E se scorriamo all’indietro la storia del cinema, possiamo arrivare a uno dei film più amati di tutti i tempi, e da sempre in cima alle classifiche dei critici, Quarto potere (1940) di Orson Welles, falsa biografia di un miliardario mai esistito (ma molto somigliante a William Randolph Hearst), di cui si immagina prima il successo imprenditoriale – da editore e costruttore – e poi il lancio in politica… Ricorda nessuno? Lungimiranza.

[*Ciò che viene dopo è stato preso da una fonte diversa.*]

//! A receiver that watches for failures, for `--strict` runs.

use std::cell::Cell;
use std::rc::{Rc, Weak};

use anyhow::ensure;
use verdict_core::{
    Error, ReceiverResult, ResultLine, ResultReceiver, RoundStart, TestCase, TestRegistry, share,
};

use crate::events::SUITES_TARGET;

/// Counts failed, fatal, and thrown results.
///
/// At the start of each round it also checks that the registry refuses to be
/// changed while it is calling receivers.
pub struct StrictReceiver {
    registry: Weak<TestRegistry>,
    failures: Rc<Cell<u32>>,
}

impl StrictReceiver {
    /// Subscribes a new strict receiver and returns its failure counter.
    pub fn attach(registry: &Rc<TestRegistry>) -> Result<Rc<Cell<u32>>, Error> {
        let failures = Rc::new(Cell::new(0));
        registry.add_receiver(share(Self {
            registry: Rc::downgrade(registry),
            failures: failures.clone(),
        }))?;
        Ok(failures)
    }
}

impl ResultReceiver for StrictReceiver {
    fn on_start(&mut self, _round: &RoundStart) -> ReceiverResult {
        let Some(registry) = self.registry.upgrade() else {
            return Ok(true);
        };

        let intruder = share(Self {
            registry: self.registry.clone(),
            failures: self.failures.clone(),
        });
        ensure!(
            matches!(registry.add_receiver(intruder.clone()), Err(Error::Busy)),
            "registry accepted a receiver while broadcasting"
        );
        ensure!(
            matches!(registry.remove_receiver(&intruder), Err(Error::Busy)),
            "registry removed a receiver while broadcasting"
        );
        ensure!(
            matches!(registry.get_or_create("Test 1 Thingy"), Err(Error::Busy)),
            "registry created a case while broadcasting"
        );

        Ok(true)
    }

    fn on_result_line(&mut self, case: &TestCase, line: &ResultLine<'_>) -> ReceiverResult {
        if line.result.is_failure() {
            self.failures.set(self.failures.get() + 1);
            tracing::debug!(
                target: SUITES_TARGET,
                "strict: {} in '{}' at {}({}): {}",
                line.result,
                case.name(),
                line.site.file,
                line.site.line,
                line.expression
            );
        }
        Ok(true)
    }
}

La verità è che i film sulle idee e sulla storia dei brand non rispondono solamente alla curiosità del pubblico o al fascino del business quando è capace di cambiare le nostre abitudini, ma riecheggiano anche il lavoro del cinema stesso. In fondo, questa industria culturale vive di enormi scommesse, di finanziatori che devono fare i conti con i mutevoli gusti degli spettatori, di creativi (registi e sceneggiatori) cui è chiesto di innovare trovando sempre concept originali, storie importanti e format replicabili, in un mercato che contiene sia l’aspetto artistico sia quello commerciale. Non è quindi sorprendente che film e brand si guardino e si specchino l’uno nell’altro.